1. Realized Forecasting with HAR models

Realized volatility, which measures the actual fluctuations in asset prices over a given time period, is a crucial variable for investors, risk managers, and… policymakers, especially on high volatility assets like crypto currencies. Traditional econometric models, such as autoregressive conditional heteroskedasticity (ARCH) and generalized autoregressive conditional heteroskedasticity (GARCH) models, have been widely used for realized volatility forecasting. However, these models often fail to capture more complex dynamics observed in financial time series.

In recent years, heterogeneous autoregressive (HAR) models have gained significant attention as a more flexible and robust approach to forecasting realized volatility. HAR models take into account the heterogeneous nature of market participants’ trading behaviors and the varying time scales at which information is incorporated into prices. These models allow for the integration of multiple lagged volatility measures, capturing short-term, medium-term, and long-term effects on future volatility.

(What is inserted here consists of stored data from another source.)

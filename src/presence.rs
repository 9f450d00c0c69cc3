use std::time::{SystemTime, UNIX_EPOCH};

use crate::config::DEFAULT_WINDOW_MICROS;

/// Wall clock time in microseconds since the Unix epoch.
#[derive(Debug, Clone, Copy, Default, PartialEq, Eq, PartialOrd, Ord)]
pub struct Timestamp(u64);

impl Timestamp {
    pub fn now() -> Self {
        let since_epoch = SystemTime::now()
            .duration_since(UNIX_EPOCH)
            .unwrap_or_default();
        Timestamp(since_epoch.as_micros() as u64)
    }

    pub const fn from_micros(micros: u64) -> Self {
        Timestamp(micros)
    }

    /// Microseconds elapsed since `earlier`, zero if the clock went backwards.
    pub fn micros_since(&self, earlier: Timestamp) -> u64 {
        self.0.saturating_sub(earlier.0)
    }
}

#[derive(Debug, Clone, Copy, PartialEq, Eq)]
pub enum LockStatus {
    Open,
    Locked,
}

impl LockStatus {
    /// Value published under `lock`.
    pub fn report_value(&self) -> &'static str {
        match self {
            LockStatus::Open => "0",
            LockStatus::Locked => "1",
        }
    }
}

#[derive(Debug, Clone, Copy, PartialEq, Eq)]
pub struct Transition {
    pub to: LockStatus,
}

/// Derives the lock status from how long ago a beacon was last seen.
///
/// The status is `Open` while the last beacon sighting is at most `window`
/// microseconds old and `Locked` afterwards. It has to be fed on every
/// record, not only on beacon sightings, for the `Locked` edge to be noticed.
#[derive(Debug)]
pub struct PresenceTracker {
    window_micros: u64,
    status: LockStatus,
    last_open_at: Timestamp,
}

impl Default for PresenceTracker {
    fn default() -> Self {
        PresenceTracker::new(DEFAULT_WINDOW_MICROS)
    }
}

impl PresenceTracker {
    pub fn new(window_micros: u64) -> Self {
        PresenceTracker {
            window_micros,
            status: LockStatus::Locked,
            last_open_at: Timestamp::default(),
        }
    }

    #[cfg(test)]
    pub fn status(&self) -> LockStatus {
        self.status
    }

    #[cfg(test)]
    pub fn last_open_at(&self) -> Timestamp {
        self.last_open_at
    }

    /// Re-evaluates the status at `now`, returning a transition when it flips.
    pub fn observe(&mut self, beacon_sighted: bool, now: Timestamp) -> Option<Transition> {
        if beacon_sighted {
            self.last_open_at = now;
        }

        let elapsed = now.micros_since(self.last_open_at);
        let new_status = if elapsed > self.window_micros {
            LockStatus::Locked
        } else {
            LockStatus::Open
        };

        let transition = if new_status != self.status {
            if new_status == LockStatus::Open {
                // window restarts at the flip, whatever record caused it
                self.last_open_at = now;
            }
            Some(Transition { to: new_status })
        } else {
            None
        };

        self.status = new_status;
        transition
    }
}

#[cfg(test)]
mod tests {
    use super::*;

    const T0: u64 = 1_700_000_000_000_000;

    fn at(offset_micros: u64) -> Timestamp {
        Timestamp::from_micros(T0 + offset_micros)
    }

    #[test]
    fn test_starts_locked() {
        let mut tracker = PresenceTracker::default();
        assert_eq!(tracker.status(), LockStatus::Locked);
        assert_eq!(tracker.observe(false, at(0)), None);
        assert_eq!(tracker.status(), LockStatus::Locked);
    }

    #[test]
    fn test_open_then_lock_after_window() {
        let mut tracker = PresenceTracker::default();

        assert_eq!(
            tracker.observe(true, at(0)),
            Some(Transition { to: LockStatus::Open })
        );
        assert_eq!(tracker.observe(false, at(4_000_000)), None);
        assert_eq!(tracker.status(), LockStatus::Open);

        assert_eq!(
            tracker.observe(false, at(6_000_000)),
            Some(Transition { to: LockStatus::Locked })
        );
        assert_eq!(tracker.status(), LockStatus::Locked);
        assert_eq!(tracker.observe(false, at(7_000_000)), None);
    }

    #[test]
    fn test_window_boundary_is_inclusive() {
        let mut tracker = PresenceTracker::default();
        tracker.observe(true, at(0));
        assert_eq!(tracker.observe(false, at(5_000_000)), None);
        assert_eq!(
            tracker.observe(false, at(5_000_001)),
            Some(Transition { to: LockStatus::Locked })
        );
    }

    #[test]
    fn test_repeated_sightings_emit_once() {
        let mut tracker = PresenceTracker::default();
        let transitions: Vec<_> = (0..20u64)
            .filter_map(|i| tracker.observe(i % 3 == 0, at(i * 500_000)))
            .collect();
        assert_eq!(transitions, vec![Transition { to: LockStatus::Open }]);
    }

    #[test]
    fn test_beacon_reopens() {
        let mut tracker = PresenceTracker::new(1_000_000);
        tracker.observe(true, at(0));
        tracker.observe(false, at(2_000_000));
        assert_eq!(tracker.status(), LockStatus::Locked);
        assert_eq!(
            tracker.observe(true, at(3_000_000)),
            Some(Transition { to: LockStatus::Open })
        );
        assert_eq!(tracker.last_open_at(), at(3_000_000));
    }

    #[test]
    fn test_flip_to_open_restarts_window() {
        let mut tracker = PresenceTracker::default();
        tracker.observe(true, at(0));
        tracker.observe(false, at(6_000_000));
        assert_eq!(tracker.status(), LockStatus::Locked);
        assert_eq!(tracker.last_open_at(), at(0));

        // a non-beacon record flips back to open when the clock steps back
        assert_eq!(
            tracker.observe(false, at(1_000_000)),
            Some(Transition { to: LockStatus::Open })
        );
        assert_eq!(tracker.last_open_at(), at(1_000_000));
        assert_eq!(tracker.observe(false, at(6_000_000)), None);
        assert_eq!(
            tracker.observe(false, at(6_000_001)),
            Some(Transition { to: LockStatus::Locked })
        );
    }

    #[test]
    fn test_clock_going_backwards_counts_as_recent() {
        let mut tracker = PresenceTracker::default();
        tracker.observe(true, at(10_000_000));
        assert_eq!(tracker.observe(false, at(9_000_000)), None);
        assert_eq!(tracker.status(), LockStatus::Open);
    }

    #[test]
    fn test_report_values() {
        assert_eq!(LockStatus::Open.report_value(), "0");
        assert_eq!(LockStatus::Locked.report_value(), "1");
    }
}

Initially, HAR models were applied to traditional financial markets such as stock markets. [1] Corsi, Audrino, and Reno (2010) introduced the HAR model for forecasting realized volatility, incorporating lagged realized volatility measures of different frequencies. Their study demonstrated the superior performance of HAR models compared to traditional ARCH and GARCH models in capturing the complex dynamics of volatility. The key innovation of the HAR model lies in its incorporation of multiple time windows of realized volatility measures. By considering volatility at different frequencies or time scales, the model accounts for the diverse behaviors of market participants and captures the varying speeds at which new information is incorporated into prices. This approach allows for a more comprehensive understanding of volatility dynamics and improves the accuracy of volatility forecasts. By capturing these different time horizons, the HAR model offers a more nuanced representation of market behavior and enhances the predictive power of volatility forecasting.

Following the success of HAR models in traditional markets, researchers extended their application to the emerging field of cryptocurrency volatility forecasting. The unique characteristics of cryptocurrencies, such as high volatility, liquidity constraints, and market inefficiencies, present distinct challenges for volatility modeling. [2] Bouri, Azzi, Dyhrberg, and Roubaud (2019) investigated the return-volatility relationship in the Bitcoin market, highlighting the importance of understanding volatility dynamics in cryptocurrencies. [3] Dastgir, Demir, and Vigne (2020) compared the performance of HAR models, GARCH models, and machine learning-based models for volatility forecasting in Bitcoin. Their study demonstrated the effectiveness of HAR models in capturing the volatility patterns specific to cryptocurrencies. Furthermore, Hu, Kuo, and Härdle (2021) focused specifically on realized cryptocurrency volatility forecasting, emphasizing the importance of modeling and predicting volatility in the cryptocurrency market.

These studies, along with others such as [4] Corsi and Marmi (2015), [5] Katsiampa (2017), and [6] Dyhrberg (2016), have contributed to the growing body of research on the application of HAR models to cryptocurrency volatility forecasting. By considering multiple frequencies of realized volatility and accounting for heterogeneous trading behaviors, HAR models offer valuable insights into the complex dynamics of cryptocurrency markets while keeping key characteristics of volatility such as clustering, slowly deacaying auti-correlation and leverage effect.

2. BTC Realized Volatility Stylized Facts

Like TradFi realized volatility, we expect similar phenomena for crypto like positive autocorrelation with a long term memory process exhibiting dependencies at multiple time scales. We also look for association of volatility burst to important absolute returns as volatility can occur on both sides of the market compared to equity markets.

To illustrate these stylized facts, we consider 30-days historical volatility for BTC sampled every 30 minutes from Sep 2019 to May 2023 (we take here data from Binance public api). We then draw the autocorrelationfunction with a lag up to 30 days. On the same chart we display the correlation of our 30d realized vol with |r|, which is the absolute value of our daily lag return.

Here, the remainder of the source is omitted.